Q: There’s a verbal gymnastics in the poems that make up Infinite Citizen of the Shaking Tent that is quite striking, one rich with argument, criticism and activism. Lisa Robertson describes the book as “Shot through too with urban furor, forest, dioxin, tern, and sulphur are syllabic elements in a passionate argument for pleasure, where pleasure is one name for a principled refusal of the colonizing machinations of the current regime.” What are your thoughts on utilizing social and political critique in poetry and their possibilities for engaging and enacting change?

A: There are times I wonder whether endeavouring to create at all, under the current stricture of this ever more pernicious inequality machine of capitalism, is a socio-political gesture. There is also the call toward direct action and community mobilization wherein poetry can be viewed as something less vital in comparison. The call that I have felt most apt to answer is that of poetry and necessarily my poetry is rooted, cultivated out of the conditions of assimilation and poverty. It is my sense that to generate so much “illustriously useless poesis,” to borrow a phrase from Lisa Robertson, out of lack, silence and suppression is an inherently radical act. Art has been a driving and unifying force for humanity for millennia and I see no reason why it should fail to function as such now.

Q: You recently co-edited, with Aisha Sasha John, a section of the new issue of The Capilano Review on exactly that, the “illustriously useless poesis” you reference from Lisa Roberston. How did the section first come about, and what did you learn through the process?

A: The Rhythm Party Folio came about as a result of a colloquium organized by Lisa Robertson and her graduate students at Princeton University last spring. Four Toronto Poets and three New York poets were hosted by graduate students and we all participated in several events exploring the relationship between rhythm, hospitality, and poetry. Guided by Georges Bataille’s The Accused Share we discussed poetry as a luxurious diffusion of excess energy, as a libidinal economy, as a limitless potlatch. We also read works by Emile Benveniste, Jacques Derrida, and Henri Meschonnic. That following fall Lisa spoke of the colloquium with Brook Houglum, editor of TCR, and she proposed that a folio could be created containing works composed by the Rhythm Party participants.
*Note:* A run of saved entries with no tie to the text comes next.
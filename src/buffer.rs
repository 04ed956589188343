//! the shared byte sink backing a document's `<AppendedData>` section

use std::io::{self, Write};

/// Grow-only byte buffer with in-place patching of already-written bytes.
///
/// The buffer supports exactly the four operations the appended-data flow
/// needs: query the current length, append at the end, overwrite a
/// previously-recorded region, and read the whole thing back out. Bytes
/// are never truncated or inserted, so every recorded offset stays valid
/// for the lifetime of the document.
#[derive(Debug, Default, Clone, PartialEq, Eq)]
pub struct AppendBuffer {
    bytes: Vec<u8>,
}

impl AppendBuffer {
    pub fn new() -> Self {
        Self::default()
    }

    /// current length; also the `offset` attribute of the next appended array
    pub fn len(&self) -> usize {
        self.bytes.len()
    }

    pub fn is_empty(&self) -> bool {
        self.bytes.is_empty()
    }

    /// append bytes at the end
    pub fn append(&mut self, bytes: &[u8]) {
        self.bytes.extend_from_slice(bytes);
    }

    /// Overwrite previously-written bytes starting at `at`.
    ///
    /// Panics if the patch reaches past the already-written region; a
    /// patch offset always comes from an earlier reservation, so going out
    /// of bounds is a sequencing bug in this crate, not caller input.
    pub(crate) fn patch(&mut self, at: usize, bytes: &[u8]) {
        self.bytes[at..at + bytes.len()].copy_from_slice(bytes);
    }

    pub fn as_slice(&self) -> &[u8] {
        &self.bytes
    }
}

impl Write for AppendBuffer {
    fn write(&mut self, buf: &[u8]) -> io::Result<usize> {
        self.bytes.extend_from_slice(buf);
        Ok(buf.len())
    }

    fn flush(&mut self) -> io::Result<()> {
        Ok(())
    }
}
//! placement and shape inference for payloads
//!
//! Before any bytes are written, a payload is resolved into a [`Shape`]:
//! its element type, the number of components per tuple, the tuple count,
//! and the total encoded byte size. Shapes are computed fresh on every
//! attach call from the payload and the grid's ambient point/cell counts.

use crate::payload::{ElementType, Payload};
use crate::Error;

/// Where a data array lives in the file: attached to mesh points, mesh
/// cells, or the whole dataset.
#[derive(Debug, Clone, Copy, PartialEq, Eq)]
pub enum Placement {
    Point,
    Cell,
    Field,
}

impl Placement {
    /// the container node arrays with this placement are emitted under
    pub(crate) fn container_tag(&self) -> &'static str {
        match self {
            Self::Point => "PointData",
            Self::Cell => "CellData",
            Self::Field => "FieldData",
        }
    }

    pub(crate) fn as_str(&self) -> &'static str {
        match self {
            Self::Point => "point",
            Self::Cell => "cell",
            Self::Field => "field",
        }
    }

    /// Pick a placement from the payload's element count alone: point data
    /// if the count divides evenly over the points, cell data if it divides
    /// over the cells, field data otherwise.
    pub fn infer(payload: &Payload<'_>, num_points: usize, num_cells: usize) -> Self {
        // an empty component tuple carries no length information; point
        // placement is the historical default for that case only
        if matches!(payload, Payload::Tuple(arrays) if arrays.is_empty()) {
            return Self::Point;
        }

        let count = payload.element_count();

        if num_points > 0 && count % num_points == 0 {
            Self::Point
        } else if num_cells > 0 && count % num_cells == 0 {
            Self::Cell
        } else {
            Self::Field
        }
    }
}

/// Derived layout of one payload.
#[derive(Debug, Clone, Copy, PartialEq, Eq)]
pub struct Shape {
    pub element: ElementType,
    /// components per tuple (`NumberOfComponents`)
    pub components: usize,
    /// number of tuples; for point/cell data this equals the grid's
    /// point/cell count, for field data it is written as `NumberOfTuples`
    pub tuples: usize,
    /// total binary size of the payload
    pub bytes: usize,
}

impl Shape {
    /// Resolve the shape of `payload` under `placement`.
    ///
    /// For point and cell placement the element count must divide evenly
    /// over the grid's point/cell count; otherwise this fails with
    /// [`Error::ShapeMismatch`] before any bytes are written.
    pub fn resolve(
        payload: &Payload<'_>,
        placement: Placement,
        num_points: usize,
        num_cells: usize,
    ) -> Result<Self, Error> {
        // validates tuple homogeneity as a side effect
        let element = payload.element_type()?;
        let bytes = payload.byte_size();

        match placement {
            Placement::Field => {
                let (components, tuples) = match payload {
                    Payload::Tuple(arrays) => match arrays.first() {
                        Some(first) => (arrays.len(), first.len()),
                        None => (1, 0),
                    },
                    Payload::Scalar(_) | Payload::Str(_) => (1, 1),
                    Payload::Array(arr) => (1, arr.len()),
                    Payload::Strings(strings) => (1, strings.len()),
                };

                Ok(Self {
                    element,
                    components,
                    tuples,
                    bytes,
                })
            }
            Placement::Point | Placement::Cell => {
                let (count, unit) = match placement {
                    Placement::Point => (num_points, "points"),
                    _ => (num_cells, "cells"),
                };

                let len = payload.element_count();

                if count == 0 || len % count != 0 {
                    return Err(Error::ShapeMismatch { len, count, unit });
                }

                Ok(Self {
                    element,
                    components: len / count,
                    tuples: count,
                    bytes,
                })
            }
        }
    }
}
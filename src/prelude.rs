//! Common types that are useful for working with `vtkwrite`

pub use crate::buffer::AppendBuffer;
pub use crate::compress::Compression;
pub use crate::document::{GridType, VtkDocument};
pub use crate::element::Element;
pub use crate::Encoding;
pub use crate::payload::{ElementType, Num, NumSlice, Payload};
pub use crate::shape::{Placement, Shape};
pub use crate::Error;
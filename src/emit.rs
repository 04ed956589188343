//! building `<DataArray>` nodes and their binary payloads
//!
//! This is the orchestration layer: given a resolved shape and a parent
//! node, it creates the array element, fills in its attributes, and routes
//! the payload bytes either into the shared append buffer (with a
//! reserve-then-patch header) or into the element text as base64 or ascii.

use crate::buffer::AppendBuffer;
use crate::compress::{self, Compression};
use crate::element::Element;
use crate::encode;
use crate::header::{self, BlockHeader};
use crate::payload::{ElementType, Payload};
use crate::shape::{Placement, Shape};
use crate::Error;

/// How array bytes end up in the file.
#[derive(Debug, Clone, Copy, PartialEq, Eq)]
pub enum Encoding {
    /// raw bytes in the trailing `<AppendedData>` section, referenced by
    /// a byte offset
    Appended,
    /// base64 text inside the element
    Base64,
    /// whitespace-separated text inside the element; string payloads fall
    /// back to base64 since they have no ascii form
    Ascii,
}

/// Create the array node for `payload` under `parent` and emit its bytes.
///
/// Returns the created node. In appended mode no payload bytes touch the
/// node itself; only the `offset` attribute references the buffer.
pub(crate) fn data_to_xml<'e>(
    parent: &'e mut Element,
    buffer: &mut AppendBuffer,
    payload: &Payload<'_>,
    name: &str,
    shape: Shape,
    placement: Placement,
    encoding: Encoding,
    compression: Compression,
) -> Result<&'e Element, Error> {
    // string arrays use the <Array> tag rather than <DataArray>
    let tag = if shape.element == ElementType::Str {
        "Array"
    } else {
        "DataArray"
    };

    let mut node = Element::new(tag);
    node.set_attribute("type", shape.element.as_str());
    node.set_attribute("Name", name);
    node.set_attribute("NumberOfComponents", shape.components.to_string());
    if placement == Placement::Field {
        node.set_attribute("NumberOfTuples", shape.tuples.to_string());
    }

    match encoding {
        Encoding::Appended => {
            node.set_attribute("format", "appended");
            node.set_attribute("offset", buffer.len().to_string());
            append_block(buffer, payload, shape, compression)?;
        }
        Encoding::Ascii if shape.element != ElementType::Str => {
            node.set_attribute("format", "ascii");
            node.set_text(encode::format_ascii(payload)?);
        }
        Encoding::Base64 | Encoding::Ascii => {
            node.set_attribute("format", "binary");
            node.set_text(inline_base64(payload, shape, compression)?);
        }
    }

    Ok(parent.push_child(node))
}

/// Appended flow: reserve the header placeholder, write the (possibly
/// compressed) payload after it, then patch the header in place once the
/// sizes are known. The reserve must precede the payload write and the
/// patch must follow the compression finalize; nothing else about the
/// buffer moves in between.
fn append_block(
    buffer: &mut AppendBuffer,
    payload: &Payload<'_>,
    shape: Shape,
    compression: Compression,
) -> Result<(), Error> {
    let header_at = header::reserve(buffer, compression.is_active());

    let header = match compression {
        Compression::Zlib(level) => {
            let mut raw = Vec::with_capacity(shape.bytes);
            let written = encode::write_payload(payload, &mut raw)?;
            debug_assert_eq!(written, shape.bytes);

            let compressed = compress::write_block(&raw, level, buffer)?;
            BlockHeader::Compressed {
                uncompressed: written as u32,
                compressed: compressed as u32,
            }
        }
        Compression::None => {
            let written = encode::write_payload(payload, buffer)?;
            debug_assert_eq!(written, shape.bytes);
            BlockHeader::Raw {
                bytes: written as u32,
            }
        }
    };

    header::patch(buffer, header_at, header);
    Ok(())
}

/// Inline flow: encode into a scratch buffer scoped to this call, then
/// emit the header and the payload as two independently-padded base64 runs
/// concatenated at the text level.
fn inline_base64(
    payload: &Payload<'_>,
    shape: Shape,
    compression: Compression,
) -> Result<String, Error> {
    let mut scratch = Vec::with_capacity(shape.bytes);
    let written = encode::write_payload(payload, &mut scratch)?;
    debug_assert_eq!(written, shape.bytes);

    let (header, block) = match compression {
        Compression::Zlib(level) => {
            let compressed = compress::deflate_block(&scratch, level);
            let header = BlockHeader::Compressed {
                uncompressed: written as u32,
                compressed: compressed.len() as u32,
            };
            (header, compressed)
        }
        Compression::None => (
            BlockHeader::Raw {
                bytes: written as u32,
            },
            scratch,
        ),
    };

    let encoded = base64::encode(&block);
    let mut text = String::with_capacity(encoded.len() + 26);
    text.push('\n');
    text.push_str(&header.to_base64());
    text.push_str(&encoded);
    text.push('\n');
    Ok(text)
}
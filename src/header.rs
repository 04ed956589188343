//! fixed-layout binary block headers
//!
//! Every data block is preceded by a header of little-endian u32 words
//! matching `header_type="UInt32"`. Compressed blocks carry
//! `[numBlocks, blockSize, lastBlockSize, compressedBlockSize]`;
//! uncompressed blocks a single byte count. Both layouts are what the
//! target visualization tools expect byte for byte.

use crate::buffer::AppendBuffer;

pub(crate) const RAW_HEADER_LEN: usize = 4;
pub(crate) const COMPRESSED_HEADER_LEN: usize = 16;

#[derive(Debug, Clone, Copy, PartialEq, Eq)]
pub(crate) enum BlockHeader {
    Raw {
        bytes: u32,
    },
    Compressed {
        uncompressed: u32,
        compressed: u32,
    },
}

impl BlockHeader {
    pub(crate) fn to_bytes(self) -> Vec<u8> {
        match self {
            Self::Raw { bytes } => bytes.to_le_bytes().to_vec(),
            Self::Compressed {
                uncompressed,
                compressed,
            } => {
                // exactly one block per array, so the block size and the
                // last block size are both the full uncompressed size
                let mut out = Vec::with_capacity(COMPRESSED_HEADER_LEN);
                for word in [1, uncompressed, uncompressed, compressed] {
                    out.extend_from_slice(&word.to_le_bytes());
                }
                out
            }
        }
    }

    /// Self-contained base64 run for the inline flow.
    ///
    /// The header and the payload are encoded as two independent base64
    /// runs and concatenated as text, never as raw bytes: the header must
    /// stand on its own in the element text even though its compressed
    /// size is only known after the payload bytes exist.
    pub(crate) fn to_base64(self) -> String {
        base64::encode(self.to_bytes())
    }
}

/// Reserve a zeroed placeholder for a header whose values are only known
/// after the payload is written, returning the placeholder's offset.
pub(crate) fn reserve(buffer: &mut AppendBuffer, compressed: bool) -> usize {
    let at = buffer.len();
    let len = if compressed {
        COMPRESSED_HEADER_LEN
    } else {
        RAW_HEADER_LEN
    };
    buffer.append(&[0; COMPRESSED_HEADER_LEN][..len]);
    at
}

/// Overwrite the placeholder reserved at `at` with the final header. Must
/// only run after the payload write (and compression, if any) finished.
pub(crate) fn patch(buffer: &mut AppendBuffer, at: usize, header: BlockHeader) {
    buffer.patch(at, &header.to_bytes());
}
Aisha and I were appointed editors of the folio and we sent out a call for work. We were astonished by the vivacity and intelligence of the submissions. I learned the same lesson I always learn; I am more capable and others are more generous and understanding than I often give credit.

Q: Finally, who do you read to reenergize your writing? What particular works can’t you help but return to?

A: My reading practice tends to be erratic. On any given day, feeling the need to be reinvigorated, I might chase whatever my current obsessions are whether its prehistoric burial practices, functions of the cortical frontal pole, or the influence of Wittgenstein on modern poetry. I have also found that any sentence I read/hear from philosopher Avital Ronell is likely to be a sufficient narcotic. Works I consistently return to are Ariel by Sylvia Plath, Tender Buttons by Gertrude Stein, What Stirs by Margaret Christakos, Furious by Erin Moure, The Cow by Ariana Reines and all of Lisa Robertson.